## TASK STATEMENT
Pick out every line of the entries below where "WalkDir" occurs, and copy those lines.

[Data excerpts]
....

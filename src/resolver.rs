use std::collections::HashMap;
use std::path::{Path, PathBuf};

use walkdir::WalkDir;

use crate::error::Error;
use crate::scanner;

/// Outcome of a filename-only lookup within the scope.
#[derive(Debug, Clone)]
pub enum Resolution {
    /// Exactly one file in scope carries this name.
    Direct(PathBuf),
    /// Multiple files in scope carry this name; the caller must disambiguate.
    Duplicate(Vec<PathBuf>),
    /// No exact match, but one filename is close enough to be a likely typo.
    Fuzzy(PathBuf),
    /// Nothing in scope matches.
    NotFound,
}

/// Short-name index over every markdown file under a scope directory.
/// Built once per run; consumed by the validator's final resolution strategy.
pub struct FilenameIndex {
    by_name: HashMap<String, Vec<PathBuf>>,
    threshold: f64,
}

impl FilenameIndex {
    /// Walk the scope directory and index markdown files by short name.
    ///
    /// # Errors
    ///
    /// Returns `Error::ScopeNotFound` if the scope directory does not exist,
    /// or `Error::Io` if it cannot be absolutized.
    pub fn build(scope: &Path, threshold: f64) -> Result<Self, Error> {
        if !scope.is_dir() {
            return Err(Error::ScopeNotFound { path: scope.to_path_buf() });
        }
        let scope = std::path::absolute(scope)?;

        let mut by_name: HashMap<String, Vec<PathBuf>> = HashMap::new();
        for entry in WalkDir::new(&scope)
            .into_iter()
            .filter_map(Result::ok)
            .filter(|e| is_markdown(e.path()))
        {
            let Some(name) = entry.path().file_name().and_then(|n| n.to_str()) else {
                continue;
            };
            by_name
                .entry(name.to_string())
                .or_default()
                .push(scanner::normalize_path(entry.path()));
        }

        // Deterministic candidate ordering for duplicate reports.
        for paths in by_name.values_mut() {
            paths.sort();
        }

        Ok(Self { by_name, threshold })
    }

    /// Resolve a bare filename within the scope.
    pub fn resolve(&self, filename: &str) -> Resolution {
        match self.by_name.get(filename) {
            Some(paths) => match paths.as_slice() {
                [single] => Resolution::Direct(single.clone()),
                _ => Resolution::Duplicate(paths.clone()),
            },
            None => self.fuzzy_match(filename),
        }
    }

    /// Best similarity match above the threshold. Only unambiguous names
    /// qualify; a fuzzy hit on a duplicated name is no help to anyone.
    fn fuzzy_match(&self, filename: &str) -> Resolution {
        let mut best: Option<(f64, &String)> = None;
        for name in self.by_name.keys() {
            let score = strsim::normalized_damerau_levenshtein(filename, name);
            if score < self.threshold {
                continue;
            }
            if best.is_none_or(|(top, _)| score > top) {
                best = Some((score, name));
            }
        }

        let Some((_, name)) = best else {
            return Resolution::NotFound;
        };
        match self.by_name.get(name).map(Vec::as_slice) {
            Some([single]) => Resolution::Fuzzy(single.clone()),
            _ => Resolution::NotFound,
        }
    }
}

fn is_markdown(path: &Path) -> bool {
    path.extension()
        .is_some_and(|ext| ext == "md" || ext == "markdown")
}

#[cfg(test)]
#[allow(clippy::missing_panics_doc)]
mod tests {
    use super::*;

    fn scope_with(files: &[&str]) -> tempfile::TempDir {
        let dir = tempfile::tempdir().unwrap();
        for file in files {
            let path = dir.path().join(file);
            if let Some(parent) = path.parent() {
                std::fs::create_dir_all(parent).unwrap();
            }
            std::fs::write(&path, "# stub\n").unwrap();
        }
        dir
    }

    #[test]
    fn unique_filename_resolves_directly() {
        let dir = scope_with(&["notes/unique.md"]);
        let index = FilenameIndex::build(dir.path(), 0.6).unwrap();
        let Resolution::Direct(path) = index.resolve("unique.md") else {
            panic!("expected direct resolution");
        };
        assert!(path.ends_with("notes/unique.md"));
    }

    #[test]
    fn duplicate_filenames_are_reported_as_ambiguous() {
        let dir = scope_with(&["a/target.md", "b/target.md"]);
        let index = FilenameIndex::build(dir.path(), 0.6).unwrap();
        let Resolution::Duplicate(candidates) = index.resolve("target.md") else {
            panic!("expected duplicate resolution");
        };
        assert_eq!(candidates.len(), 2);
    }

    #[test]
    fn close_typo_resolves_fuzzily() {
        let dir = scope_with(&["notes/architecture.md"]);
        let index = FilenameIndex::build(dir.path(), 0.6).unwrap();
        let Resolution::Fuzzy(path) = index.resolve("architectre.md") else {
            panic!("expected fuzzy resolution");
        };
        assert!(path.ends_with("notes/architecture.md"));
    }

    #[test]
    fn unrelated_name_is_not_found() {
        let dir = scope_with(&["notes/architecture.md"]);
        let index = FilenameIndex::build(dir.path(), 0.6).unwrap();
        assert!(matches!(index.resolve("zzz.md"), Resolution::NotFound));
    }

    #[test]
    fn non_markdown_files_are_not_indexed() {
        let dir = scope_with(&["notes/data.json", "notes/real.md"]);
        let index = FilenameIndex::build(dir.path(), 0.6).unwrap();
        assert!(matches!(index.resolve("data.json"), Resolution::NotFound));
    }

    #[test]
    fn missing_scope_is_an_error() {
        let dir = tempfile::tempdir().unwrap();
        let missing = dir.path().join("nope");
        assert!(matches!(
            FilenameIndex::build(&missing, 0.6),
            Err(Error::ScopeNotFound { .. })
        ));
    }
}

....

## SOLVED EXERCISE
use walkdir::WalkDir;
        for entry in WalkDir::new(&scope)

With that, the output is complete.